Start of INFORMATION SHOWN
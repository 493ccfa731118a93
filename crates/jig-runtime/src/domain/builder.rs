//! # Transaction Builder
//!
//! Serializes a pending transaction into its payload and ledger transaction.
//!
//! ## Reference tokens
//!
//! | Referenced object | Token |
//! |-------------------|-------|
//! | jig consumed by this tx | `_i<input index>` |
//! | jig created by this tx | `_o<vout>` |
//! | code deployed by this tx | `_o<vout>` |
//! | any other jig | `_r<index into refs>` |
//! | any other code | its ledger location |
//!
//! Output layout: vout 0 is the payload, then one output per deployed code,
//! then one output per jig slot.

use crate::domain::arena::Arena;
use crate::domain::ledger_tx::{Script, Transaction, TxInput, TxOutput};
use crate::domain::payload::{ActionEntry, CodeEntry, Payload};
use crate::domain::pending::PendingTransaction;
use crate::domain::value::Value;
use crate::domain::value_objects::{Handle, JigId, Location};
use crate::errors::JigError;
use indexmap::IndexSet;
use std::collections::BTreeMap;

/// Protocol settings that shape the built transaction.
#[derive(Clone, Debug, PartialEq, Eq)]
pub struct BuildOptions {
    /// Application id chunk.
    pub app_id: String,
    /// Write the debug marker.
    pub debug: bool,
    /// Minimum output value.
    pub dust: u64,
}

/// Result of [`build`].
#[derive(Clone, Debug)]
pub struct BuiltTransaction {
    /// Embedded action log.
    pub payload: Payload,
    /// Unfunded, unsigned transaction.
    pub tx: Transaction,
    /// Side-read locations with their owners, for re-validation.
    pub reads: Vec<(Location, String)>,
}

struct Tokens<'a> {
    pending: &'a PendingTransaction,
    arena: &'a Arena,
    refs: &'a IndexSet<JigId>,
}

impl Tokens<'_> {
    fn token(&self, handle: Handle) -> Result<String, JigError> {
        let code_len = self.pending.code().len();
        match handle {
            Handle::Jig(id) => {
                if let Some(index) = self.pending.inputs().get_index_of(&id) {
                    Ok(format!("_i{index}"))
                } else if let Some(index) = self.pending.outputs().get_index_of(&id) {
                    Ok(format!("_o{}", 1 + code_len + index))
                } else if let Some(index) = self.refs.get_index_of(&id) {
                    Ok(format!("_r{index}"))
                } else {
                    Err(JigError::Internal(format!("{id} referenced but not recorded")))
                }
            }
            Handle::Code(id) => {
                if let Some(index) = self.pending.code().iter().position(|c| *c == id) {
                    return Ok(format!("_o{}", 1 + index));
                }
                let location = &self.arena.code(id)?.location;
                if location.is_ledger() {
                    Ok(location.to_string())
                } else {
                    Err(JigError::conflict(format!(
                        "{id} is referenced before it is published ({location})"
                    )))
                }
            }
        }
    }
}

/// Side-read jigs in first-appearance order: per action the target, then
/// the arguments, then the recorded reads.
#[must_use]
pub fn side_reads(pending: &PendingTransaction) -> IndexSet<JigId> {
    let mut refs = IndexSet::new();
    for action in pending.actions() {
        let referenced = action
            .referenced()
            .into_iter()
            .filter_map(Handle::as_jig)
            .chain(action.reads.iter().copied());
        for id in referenced {
            if !pending.outputs().contains(&id) {
                refs.insert(id);
            }
        }
    }
    refs
}

/// Builds the payload and transaction for `pending`.
///
/// Deterministic: building the same logical transaction twice yields
/// byte-identical payloads.
pub fn build(
    pending: &PendingTransaction,
    arena: &Arena,
    options: &BuildOptions,
) -> Result<BuiltTransaction, JigError> {
    if pending.is_empty() {
        return Err(JigError::Internal("empty pending transaction".to_string()));
    }

    let refs = side_reads(pending);
    let tokens = Tokens {
        pending,
        arena,
        refs: &refs,
    };
    let mut token = |h: Handle| tokens.token(h);

    let mut ref_locations = Vec::with_capacity(refs.len());
    let mut reads = Vec::with_capacity(refs.len());
    for id in &refs {
        let location = pending
            .read_locs()
            .get(id)
            .filter(|loc| loc.is_ledger())
            .ok_or_else(|| JigError::conflict(format!("read of unpublished jig {id}")))?;
        ref_locations.push(location.to_string());
        reads.push((location.clone(), arena.jig(*id)?.owner.clone()));
    }

    let mut code = Vec::with_capacity(pending.code().len());
    for id in pending.code() {
        let record = arena.code(*id)?;
        let mut deps = BTreeMap::new();
        for (name, dep) in &record.deps {
            deps.insert(name.clone(), token(Handle::Code(*dep))?);
        }
        code.push(CodeEntry {
            text: record.class.source().to_string(),
            deps,
            props: Value::Map(record.props.clone()).to_wire(&mut token)?,
            owner: record.owner.clone(),
        });
    }

    let mut actions = Vec::with_capacity(pending.actions().len());
    for action in pending.actions() {
        actions.push(ActionEntry {
            target: token(Handle::from(action.target))?,
            method: action.method.clone(),
            args: Value::Array(action.args.clone()).to_wire(&mut token)?,
            creator: action.creator.clone(),
        });
    }

    let payload = Payload {
        code,
        actions,
        jigs: pending.outputs().len(),
        refs: ref_locations,
    };

    let mut inputs = Vec::with_capacity(pending.inputs().len());
    for id in pending.inputs() {
        let prev = &pending
            .state_before()
            .get(id)
            .ok_or_else(|| JigError::Internal(format!("no prior state for input {id}")))?
            .location;
        if !prev.is_ledger() {
            return Err(JigError::conflict(format!(
                "input {id} is not on the ledger ({prev})"
            )));
        }
        inputs.push(TxInput {
            prev: prev.clone(),
            unlock: None,
        });
    }

    let mut outputs = vec![TxOutput {
        script: payload.to_script(&options.app_id, options.debug)?,
        satoshis: 0,
    }];
    for id in pending.code() {
        outputs.push(TxOutput {
            script: Script::Owner {
                pubkey: arena.code(*id)?.owner.clone(),
            },
            satoshis: options.dust,
        });
    }
    for id in pending.outputs() {
        let after = pending
            .state_after()
            .get(id)
            .ok_or_else(|| JigError::Internal(format!("no output state for {id}")))?;
        outputs.push(TxOutput {
            script: Script::Owner {
                pubkey: after.owner.clone(),
            },
            satoshis: after.satoshis.max(options.dust),
        });
    }

    Ok(BuiltTransaction {
        payload,
        tx: Transaction { inputs, outputs },
        reads,
    })
}

// =============================================================================
// TESTS
// =============================================================================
End of INFORMATION SHOWN
▶ **TASK GOAL**
Up to and including the line with "use crate::domain::value::Value;", repeat the data exactly, starting from its first line; nothing else belongs in the response.

▶ **WRITTEN SOLUTION**
repository 493ccfa731118a93
filename crates/jig-runtime/src/domain/builder.rs
//! # Transaction Builder
//!
//! Serializes a pending transaction into its payload and ledger transaction.
//!
//! ## Reference tokens
//!
//! | Referenced object | Token |
//! |-------------------|-------|
//! | jig consumed by this tx | `_i<input index>` |
//! | jig created by this tx | `_o<vout>` |
//! | code deployed by this tx | `_o<vout>` |
//! | any other jig | `_r<index into refs>` |
//! | any other code | its ledger location |
//!
//! Output layout: vout 0 is the payload, then one output per deployed code,
//! then one output per jig slot.

use crate::domain::arena::Arena;
use crate::domain::ledger_tx::{Script, Transaction, TxInput, TxOutput};
use crate::domain::payload::{ActionEntry, CodeEntry, Payload};
use crate::domain::pending::PendingTransaction;
use crate::domain::value::Value;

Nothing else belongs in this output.